When you think of vets, you probably picture the doctors who look after cats and dogs. But with a degree in veterinary medicine there are so many other avenues you can pursue. In addition to clinical practice, vets work in food safety and public health. In the UK this is organised by DEFRA (Department for Environment, Food and Rural Affairs). Vets play a crucial role in preventing outbreaks of disease in both human and animal populations.
Epidemiology is defined as the study and analysis of the distribution, patterns and determinants of health and disease conditions in defined populations. What this essentially means is that epidemiologists investigate outbreaks of disease in humans and animals. Examples include influenza and water and food-borne illnesses. Veterinary epidemiologists research the dynamics of animal pathogens, their transmission, occurrence and spread within and between populations. Understanding how diseases spread is important as it helps us to come up with ways to prevent transmission. Vets are trained to look at the bigger picture which means their involvement in public health and ‘One Health’ is crucial to food security and safety.

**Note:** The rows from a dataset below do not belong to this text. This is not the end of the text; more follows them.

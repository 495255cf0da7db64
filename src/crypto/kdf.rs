//! HKDF-SHA256 expansion of the handshake's shared secret into per-direction
//! record keys.

use hkdf::Hkdf;
use sha2::Sha256;

use super::CryptoError;

pub const RECORD_KEY_LEN: usize = 32;
/// Large enough for the widest supported record nonce.
pub const RECORD_IV_LEN: usize = 24;
pub const FINISHED_KEY_LEN: usize = 32;

/// Key material for one direction of a session.
#[derive(Clone)]
pub struct DirectionKeys {
    pub key: [u8; RECORD_KEY_LEN],
    pub iv: [u8; RECORD_IV_LEN],
    pub finished: [u8; FINISHED_KEY_LEN],
}

/// Both directions of a session, as seen from either side.
#[derive(Clone)]
pub struct SessionKeys {
    pub client: DirectionKeys,
    pub server: DirectionKeys,
}

impl std::fmt::Debug for SessionKeys {
    fn fmt(&self, f: &mut std::fmt::Formatter<'_>) -> std::fmt::Result {
        f.write_str("SessionKeys { .. }")
    }
}

impl SessionKeys {
    /// Derives session keys; `suite` binds the output to the negotiated cipher.
    pub fn derive(
        shared_secret: &[u8],
        client_random: &[u8],
        server_random: &[u8],
        suite: &str,
    ) -> Result<Self, CryptoError> {
        let mut salt = Vec::with_capacity(client_random.len() + server_random.len());
        salt.extend_from_slice(client_random);
        salt.extend_from_slice(server_random);
        let hk = Hkdf::<Sha256>::new(Some(&salt), shared_secret);
        Ok(Self {
            client: expand(&hk, "client", suite)?,
            server: expand(&hk, "server", suite)?,
        })
    }
}

fn expand(hk: &Hkdf<Sha256>, role: &str, suite: &str) -> Result<DirectionKeys, CryptoError> {
    let mut keys = DirectionKeys {
        key: [0u8; RECORD_KEY_LEN],
        iv: [0u8; RECORD_IV_LEN],
        finished: [0u8; FINISHED_KEY_LEN],
    };
    for (label, out) in [
        ("key", &mut keys.key[..]),
        ("iv", &mut keys.iv[..]),
        ("finished", &mut keys.finished[..]),
    ] {
        let info = format!("pixelnet {role} {label} {suite}");
        hk.expand(info.as_bytes(), out)
            .map_err(|e| CryptoError::Derivation(e.to_string()))?;
    }
    Ok(keys)
}

#[cfg(test)]
mod tests {
    use super::*;

    #[test]
    fn both_sides_agree_and_directions_differ() {
        let a = SessionKeys::derive(&[7u8; 32], &[1u8; 32], &[2u8; 32], "suite").unwrap();
        let b = SessionKeys::derive(&[7u8; 32], &[1u8; 32], &[2u8; 32], "suite").unwrap();
        assert_eq!(a.client.key, b.client.key);
        assert_eq!(a.server.iv, b.server.iv);
        assert_ne!(a.client.key, a.server.key);
        assert_ne!(a.client.finished, a.server.finished);
    }

    #[test]
    fn suite_and_randoms_change_the_output() {
        let base = SessionKeys::derive(&[7u8; 32], &[1u8; 32], &[2u8; 32], "a").unwrap();
        let other_suite = SessionKeys::derive(&[7u8; 32], &[1u8; 32], &[2u8; 32], "b").unwrap();
        let other_random = SessionKeys::derive(&[7u8; 32], &[3u8; 32], &[2u8; 32], "a").unwrap();
        assert_ne!(base.client.key, other_suite.client.key);
        assert_ne!(base.client.key, other_random.client.key);
    }
}
//! Node side of the handshake.
//!
//! Used by node firmware simulators and by the integration tests; the server
//! never calls into this module.

use std::net::{SocketAddr, UdpSocket};
use std::time::{Duration, Instant};

use ed25519_dalek::VerifyingKey;
use rand::{rngs::OsRng, RngCore};
use serde_bytes::ByteBuf;
use x25519_dalek::{EphemeralSecret, PublicKey};

use super::transport::{unspecified_for, CborUdpTransport, Inbound};
use super::{
    await_finished, finished_mac, transcript_hash, verify_finished, CipherSuite, ClientHello,
    HandshakeError, HandshakeMessage, ServerHello, ServerHelloBody, CLIENT_FINISHED_LABEL,
    HANDSHAKE_VERSION, PUBLIC_KEY_LEN, RANDOM_LEN, SERVER_FINISHED_LABEL,
};
use crate::crypto::identity::verify_signature;
use crate::crypto::{CryptoError, SessionKeys};
use crate::session::{ContentType, Role, SecureSession};

#[derive(Debug, Clone)]
pub struct ClientOptions {
    /// Offered in order of preference; the server decides.
    pub suites: Vec<CipherSuite>,
    /// Wait per hello attempt, and for the server's Finished.
    pub timeout: Duration,
    pub retries: u32,
    /// Pinned server signing key. Without one any signed hello is accepted.
    pub server_key: Option<VerifyingKey>,
}

impl Default for ClientOptions {
    fn default() -> Self {
        Self {
            suites: CipherSuite::ALL.to_vec(),
            timeout: Duration::from_secs(2),
            retries: 3,
            server_key: None,
        }
    }
}

impl ClientOptions {
    pub fn with_server_key(mut self, key: VerifyingKey) -> Self {
        self.server_key = Some(key);
        self
    }

    pub fn with_suites(mut self, suites: Vec<CipherSuite>) -> Self {
        self.suites = suites;
        self
    }

    pub fn with_timeout(mut self, timeout: Duration) -> Self {
        self.timeout = timeout;
        self
    }
}

/// Opens a secure session to the listener at `server`.
///
/// Handles the cookie round trip, then connects to the per-client address the
/// server hello arrives from.
pub fn connect(server: SocketAddr, options: &ClientOptions) -> Result<SecureSession, HandshakeError> {
    if options.suites.is_empty() {
        return Err(HandshakeError::NoCommonSuite);
    }
    let socket = UdpSocket::bind(unspecified_for(&server))?;
    let transport = CborUdpTransport::new(&socket);

    let mut client_random = vec![0u8; RANDOM_LEN];
    OsRng
        .try_fill_bytes(&mut client_random)
        .map_err(|e| CryptoError::Entropy(e.to_string()))?;
    let secret = EphemeralSecret::random_from_rng(OsRng);
    let public = PublicKey::from(&secret);

    let mut hello = ClientHello {
        version: HANDSHAKE_VERSION,
        random: client_random.clone(),
        cookie: None,
        public_key: public.as_bytes().to_vec(),
        suites: options.suites.clone(),
    };

    let mut attempts = 0u32;
    let (server_hello, hello_raw, session_peer) = loop {
        let hello_raw = transport.send_to(&HandshakeMessage::ClientHello(hello.clone()), server)?;
        let deadline = Instant::now() + options.timeout;
        match wait_for_reply(&transport, deadline) {
            Ok(Inbound {
                message: HandshakeMessage::HelloVerifyRequest(verify),
                peer,
                ..
            }) if peer == server => {
                if hello.cookie.is_some() {
                    tracing::debug!(%server, "cookie re-issued");
                }
                hello.cookie = Some(ByteBuf::from(verify.cookie));
            }
            Ok(Inbound {
                message: HandshakeMessage::ServerHello(server_hello),
                peer,
                ..
            }) if hello.cookie.is_some() => break (server_hello, hello_raw, peer),
            Ok(other) => {
                tracing::debug!(peer = %other.peer, "ignoring unexpected handshake datagram");
            }
            Err(HandshakeError::Timeout(_)) => {
                attempts += 1;
                if attempts > options.retries {
                    return Err(HandshakeError::Timeout("server hello"));
                }
                tracing::debug!(%server, attempt = attempts, "retransmitting client hello");
            }
            Err(err) => return Err(err),
        }
    };

    let (suite, server_random, server_share, transcript) =
        check_server_hello(&server_hello, &hello_raw, options)?;

    let shared = secret.diffie_hellman(&server_share);
    if !shared.was_contributory() {
        return Err(HandshakeError::Authentication(
            "server key share is not contributory".into(),
        ));
    }
    let keys = SessionKeys::derive(shared.as_bytes(), &client_random, &server_random, suite.name())?;

    socket.connect(session_peer)?;
    let session = SecureSession::establish(socket, session_peer, suite, Role::Client, &keys)?;
    let ours = finished_mac(&keys.client.finished, CLIENT_FINISHED_LABEL, &transcript)?;
    session.send_record(ContentType::Handshake, &ours)?;

    let finished = await_finished(&session, Instant::now() + options.timeout, "server finished")?;
    if !verify_finished(&keys.server.finished, SERVER_FINISHED_LABEL, &transcript, &finished) {
        return Err(HandshakeError::Authentication("server finished mismatch".into()));
    }
    session.set_read_timeout(None)?;
    tracing::debug!(%server, peer = %session_peer, suite = suite.name(), "session established");
    Ok(session)
}

fn wait_for_reply(transport: &CborUdpTransport<'_>, deadline: Instant) -> Result<Inbound, HandshakeError> {
    transport.recv_until(deadline, "handshake reply")
}

fn check_server_hello(
    hello: &ServerHello,
    client_hello_raw: &[u8],
    options: &ClientOptions,
) -> Result<(CipherSuite, Vec<u8>, PublicKey, [u8; 32]), HandshakeError> {
    let body: ServerHelloBody = serde_cbor::from_slice(&hello.body)
        .map_err(|e| HandshakeError::Protocol(format!("decode server hello: {}", e)))?;
    if body.version != HANDSHAKE_VERSION {
        return Err(HandshakeError::Protocol(format!(
            "unsupported handshake version {}",
            body.version
        )));
    }
    if !options.suites.contains(&body.suite) {
        return Err(HandshakeError::Protocol(format!(
            "server chose unoffered suite {}",
            body.suite.name()
        )));
    }
    if body.random.len() != RANDOM_LEN || body.public_key.len() != PUBLIC_KEY_LEN {
        return Err(HandshakeError::Protocol("server hello field has wrong length".into()));
    }

    let transcript = transcript_hash(client_hello_raw, &hello.body);
    match &options.server_key {
        Some(key) => {
            if !verify_signature(key, &transcript, &hello.signature) {
                return Err(HandshakeError::Authentication(
                    "server hello signature invalid".into(),
                ));
            }
        }
        None => tracing::warn!("no pinned server key; accepting unverified server hello"),
    }

    let mut share = [0u8; PUBLIC_KEY_LEN];
    share.copy_from_slice(&body.public_key);
    Ok((body.suite, body.random, PublicKey::from(share), transcript))
}
//! Server configuration.
//!
//! Every field has a default; JSON documents only need the values they change.
//! Durations are written as milliseconds.

use std::fs;
use std::net::{IpAddr, Ipv4Addr, Ipv6Addr, SocketAddr};
use std::path::{Path, PathBuf};
use std::time::Duration;

use serde::{Deserialize, Serialize};
use thiserror::Error;

use crate::handshake::CipherSuite;

pub const DEFAULT_PORT: u16 = 7250;
pub const DEFAULT_MULTICAST_PORT: u16 = 7251;

#[derive(Debug, Error)]
pub enum ConfigError {
    #[error("reading {}: {source}", path.display())]
    Io {
        path: PathBuf,
        #[source]
        source: std::io::Error,
    },
    #[error("parsing configuration: {0}")]
    Parse(#[from] serde_json::Error),
    #[error("invalid configuration: {0}")]
    Invalid(String),
}

mod duration_ms {
    use std::time::Duration;

    use serde::{Deserialize, Deserializer, Serializer};

    pub fn serialize<S: Serializer>(value: &Duration, serializer: S) -> Result<S::Ok, S::Error> {
        serializer.serialize_u64(value.as_millis() as u64)
    }

    pub fn deserialize<'de, D: Deserializer<'de>>(deserializer: D) -> Result<Duration, D::Error> {
        u64::deserialize(deserializer).map(Duration::from_millis)
    }
}

/// Listener and per-connection settings.
#[derive(Debug, Clone, PartialEq, Serialize, Deserialize)]
#[serde(default)]
pub struct ServerConfig {
    /// Address to listen on; `None` binds the dual-stack wildcard.
    pub listen_address: Option<IpAddr>,
    pub port: u16,
    /// How long the accept thread blocks before checking for shutdown.
    #[serde(with = "duration_ms")]
    pub accept_timeout: Duration,
    #[serde(with = "duration_ms")]
    pub client_read_timeout: Duration,
    /// Bound on a cookie-verified handshake, from server hello to Finished.
    #[serde(with = "duration_ms")]
    pub handshake_timeout: Duration,
    #[serde(with = "duration_ms")]
    pub gc_interval: Duration,
    /// PEM certificate chain sent to nodes in the server hello.
    pub certificate_path: Option<PathBuf>,
    /// PKCS#8 PEM Ed25519 signing key.
    pub key_path: Option<PathBuf>,
    /// Cipher suites in preference order; `None` enables all of them.
    pub cipher_suites: Option<Vec<String>>,
    pub multicast: MulticastConfig,
}

impl Default for ServerConfig {
    fn default() -> Self {
        Self {
            listen_address: None,
            port: DEFAULT_PORT,
            accept_timeout: Duration::from_millis(250),
            client_read_timeout: Duration::from_millis(500),
            handshake_timeout: Duration::from_secs(5),
            gc_interval: Duration::from_secs(1),
            certificate_path: None,
            key_path: None,
            cipher_suites: None,
            multicast: MulticastConfig::default(),
        }
    }
}

impl ServerConfig {
    pub fn from_json_str(json: &str) -> Result<Self, ConfigError> {
        let config: Self = serde_json::from_str(json)?;
        config.validate()?;
        Ok(config)
    }

    pub fn from_json_file(path: impl AsRef<Path>) -> Result<Self, ConfigError> {
        let path = path.as_ref();
        let json = fs::read_to_string(path).map_err(|source| ConfigError::Io {
            path: path.to_path_buf(),
            source,
        })?;
        Self::from_json_str(&json)
    }

    pub fn validate(&self) -> Result<(), ConfigError> {
        for (name, value) in [
            ("accept_timeout", self.accept_timeout),
            ("client_read_timeout", self.client_read_timeout),
            ("handshake_timeout", self.handshake_timeout),
        ] {
            if value.is_zero() {
                return Err(ConfigError::Invalid(format!("{name} must be non-zero")));
            }
        }
        if self.certificate_path.is_some() && self.key_path.is_none() {
            return Err(ConfigError::Invalid(
                "certificate_path requires key_path".into(),
            ));
        }
        self.suites()?;
        self.multicast.validate()
    }

    /// Socket address the listener binds.
    pub fn listen_addr(&self) -> SocketAddr {
        let ip = self
            .listen_address
            .unwrap_or(IpAddr::V6(Ipv6Addr::UNSPECIFIED));
        SocketAddr::new(ip, self.port)
    }

    /// Parsed cipher-suite preference list.
    pub fn suites(&self) -> Result<Vec<CipherSuite>, ConfigError> {
        let Some(names) = &self.cipher_suites else {
            return Ok(CipherSuite::ALL.to_vec());
        };
        let mut suites = Vec::with_capacity(names.len());
        for name in names {
            let suite = CipherSuite::from_name(name)
                .ok_or_else(|| ConfigError::Invalid(format!("unknown cipher suite {name:?}")))?;
            if !suites.contains(&suite) {
                suites.push(suite);
            }
        }
        if suites.is_empty() {
            return Err(ConfigError::Invalid("cipher suite list is empty".into()));
        }
        Ok(suites)
    }

    pub fn listen(mut self, address: IpAddr, port: u16) -> Self {
        self.listen_address = Some(address);
        self.port = port;
        self
    }

    pub fn port(mut self, port: u16) -> Self {
        self.port = port;
        self
    }

    pub fn accept_timeout(mut self, timeout: Duration) -> Self {
        self.accept_timeout = timeout;
        self
    }

    pub fn client_read_timeout(mut self, timeout: Duration) -> Self {
        self.client_read_timeout = timeout;
        self
    }

    pub fn handshake_timeout(mut self, timeout: Duration) -> Self {
        self.handshake_timeout = timeout;
        self
    }

    pub fn gc_interval(mut self, interval: Duration) -> Self {
        self.gc_interval = interval;
        self
    }

    pub fn identity_paths(mut self, key: impl Into<PathBuf>, certificate: Option<PathBuf>) -> Self {
        self.key_path = Some(key.into());
        self.certificate_path = certificate;
        self
    }

    pub fn cipher_suites<I, S>(mut self, suites: I) -> Self
    where
        I: IntoIterator<Item = S>,
        S: Into<String>,
    {
        self.cipher_suites = Some(suites.into_iter().map(Into::into).collect());
        self
    }

    pub fn multicast(mut self, multicast: MulticastConfig) -> Self {
        self.multicast = multicast;
        self
    }
}

/// Group broadcast and key rotation settings.
#[derive(Debug, Clone, PartialEq, Serialize, Deserialize)]
#[serde(default)]
pub struct MulticastConfig {
    pub group: IpAddr,
    pub port: u16,
    pub ttl: u32,
    /// Outgoing interface address; `None` lets the OS choose.
    pub interface: Option<IpAddr>,
    #[serde(with = "duration_ms")]
    pub rekey_interval: Duration,
    /// Keys kept valid, counting the current one.
    pub key_history: usize,
}

impl Default for MulticastConfig {
    fn default() -> Self {
        Self {
            group: IpAddr::V4(Ipv4Addr::new(239, 42, 0, 1)),
            port: DEFAULT_MULTICAST_PORT,
            ttl: 1,
            interface: None,
            rekey_interval: Duration::from_secs(300),
            key_history: 3,
        }
    }
}

impl MulticastConfig {
    pub fn validate(&self) -> Result<(), ConfigError> {
        if !self.group.is_multicast() {
            return Err(ConfigError::Invalid(format!(
                "{} is not a multicast group",
                self.group
            )));
        }
        if let Some(interface) = self.interface {
            if interface.is_ipv4() != self.group.is_ipv4() {
                return Err(ConfigError::Invalid(
                    "multicast interface and group differ in address family".into(),
                ));
            }
        }
        if self.rekey_interval.is_zero() {
            return Err(ConfigError::Invalid("rekey_interval must be non-zero".into()));
        }
        if self.key_history == 0 {
            return Err(ConfigError::Invalid("key_history must be at least 1".into()));
        }
        Ok(())
    }

    pub fn group_addr(&self) -> SocketAddr {
        SocketAddr::new(self.group, self.port)
    }

    pub fn group(mut self, group: IpAddr, port: u16) -> Self {
        self.group = group;
        self.port = port;
        self
    }

    pub fn ttl(mut self, ttl: u32) -> Self {
        self.ttl = ttl;
        self
    }

    pub fn interface(mut self, interface: IpAddr) -> Self {
        self.interface = Some(interface);
        self
    }

    pub fn rekey_interval(mut self, interval: Duration) -> Self {
        self.rekey_interval = interval;
        self
    }

    pub fn key_history(mut self, depth: usize) -> Self {
        self.key_history = depth;
        self
    }
}

#[cfg(test)]
mod tests {
    use super::*;

    #[test]
    fn defaults_are_valid() {
        let config = ServerConfig::default();
        config.validate().unwrap();
        assert_eq!(config.listen_addr().port(), DEFAULT_PORT);
        assert!(config.listen_addr().ip().is_unspecified());
        assert_eq!(config.suites().unwrap(), CipherSuite::ALL.to_vec());
        assert_eq!(config.multicast.key_history, 3);
    }

    #[test]
    fn partial_json_keeps_defaults() {
        let config = ServerConfig::from_json_str(
            r#"{
                "port": 9000,
                "client_read_timeout": 150,
                "cipher_suites": ["xchacha20-poly1305-sha256"],
                "multicast": { "group": "239.1.2.3", "rekey_interval": 60000 }
            }"#,
        )
        .unwrap();
        assert_eq!(config.port, 9000);
        assert_eq!(config.client_read_timeout, Duration::from_millis(150));
        assert_eq!(config.accept_timeout, Duration::from_millis(250));
        assert_eq!(config.suites().unwrap(), vec![CipherSuite::XChaCha20Poly1305Sha256]);
        assert_eq!(config.multicast.group_addr(), "239.1.2.3:7251".parse().unwrap());
        assert_eq!(config.multicast.rekey_interval, Duration::from_secs(60));
    }

    #[test]
    fn invalid_values_are_rejected() {
        assert!(ServerConfig::from_json_str(r#"{"cipher_suites": ["rc4"]}"#).is_err());
        assert!(ServerConfig::from_json_str(r#"{"cipher_suites": []}"#).is_err());
        assert!(ServerConfig::from_json_str(r#"{"multicast": {"group": "10.0.0.1"}}"#).is_err());
        assert!(ServerConfig::from_json_str(r#"{"multicast": {"key_history": 0}}"#).is_err());
        assert!(ServerConfig::from_json_str(r#"{"accept_timeout": 0}"#).is_err());
        assert!(ServerConfig::from_json_str(r#"{"certificate_path": "/tmp/c.pem"}"#).is_err());
        assert!(matches!(
            ServerConfig::from_json_str("{"),
            Err(ConfigError::Parse(_))
        ));
    }

    #[test]
    fn builders_chain() {
        let config = ServerConfig::default()
            .listen("127.0.0.1".parse().unwrap(), 0)
            .handshake_timeout(Duration::from_secs(1))
            .cipher_suites(["CHACHA20-POLY1305-SHA256"])
            .multicast(MulticastConfig::default().key_history(5).ttl(4));
        config.validate().unwrap();
        assert_eq!(config.listen_addr(), "127.0.0.1:0".parse().unwrap());
        assert_eq!(config.multicast.key_history, 5);
        assert_eq!(config.multicast.ttl, 4);
    }

    #[test]
    fn missing_file_reports_path() {
        let err = ServerConfig::from_json_file("/nonexistent/pixelnet.json").unwrap_err();
        assert!(err.to_string().contains("/nonexistent/pixelnet.json"));
    }
}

Why should we care about One Health?
For most of us, this is the first time a pandemic has stopped us in our tracks but this not the first time coronavirus has been in the spotlight. COVID-19 is the third novel coronavirus outbreak of the 21 st century. The first being SARS (Severe acute respiratory syndrome) in 2003 followed by MERS (Middle Eastern Respiratory Syndrome) in 2012. Coronaviruses are a large family of viruses that have been found in dogs, cats, horses, cattle, pigs, chickens, turkeys, humans and bats. They have been infecting people for a long time, making up 10-20% of all common colds in people.
Coronavirus is a type of RNA virus which can recombine and mutate to evolve. These viruses have the ability to transmit between species (interspecies transmission) and that is why they are so dangerous. Human incursions into wildlife habitats means that there are more frequent human to animal interactions which further increases the chance of exposure to new zoonotic diseases.
COVID-19 has had a huge impact on our health and economy. We need to better understand the mechanisms of disease action which can only come from research. Vets are needed to work alongside researchers to develop appropriate animal models to test antivirals. We need to evaluate what went wrong with our approach in suppressing it so that the next time we are faced with an outbreak we can minimise losses to life and the economy.
One Health platforms allow us to develop policy and draw up research priorities around the issues of zoonotic diseases and antimicrobial resistance. This needs to occur simultaneously with attempts to coordinate the surveillance, control or eradication of various transboundary diseases. Vets can help investigate if new diseases can cause reverse zoonosis, transmitting diseases from humans to our pets and livestock.
Zoonotic pathogens do not respect geographical boundaries or species differences so we may face another pandemic in the future. We cannot stop the emergence of these new diseases, therefore we have to be better prepared because only with a united effort between human, veterinary and environmental communities will we be able to respond effectively to the next COVID-19.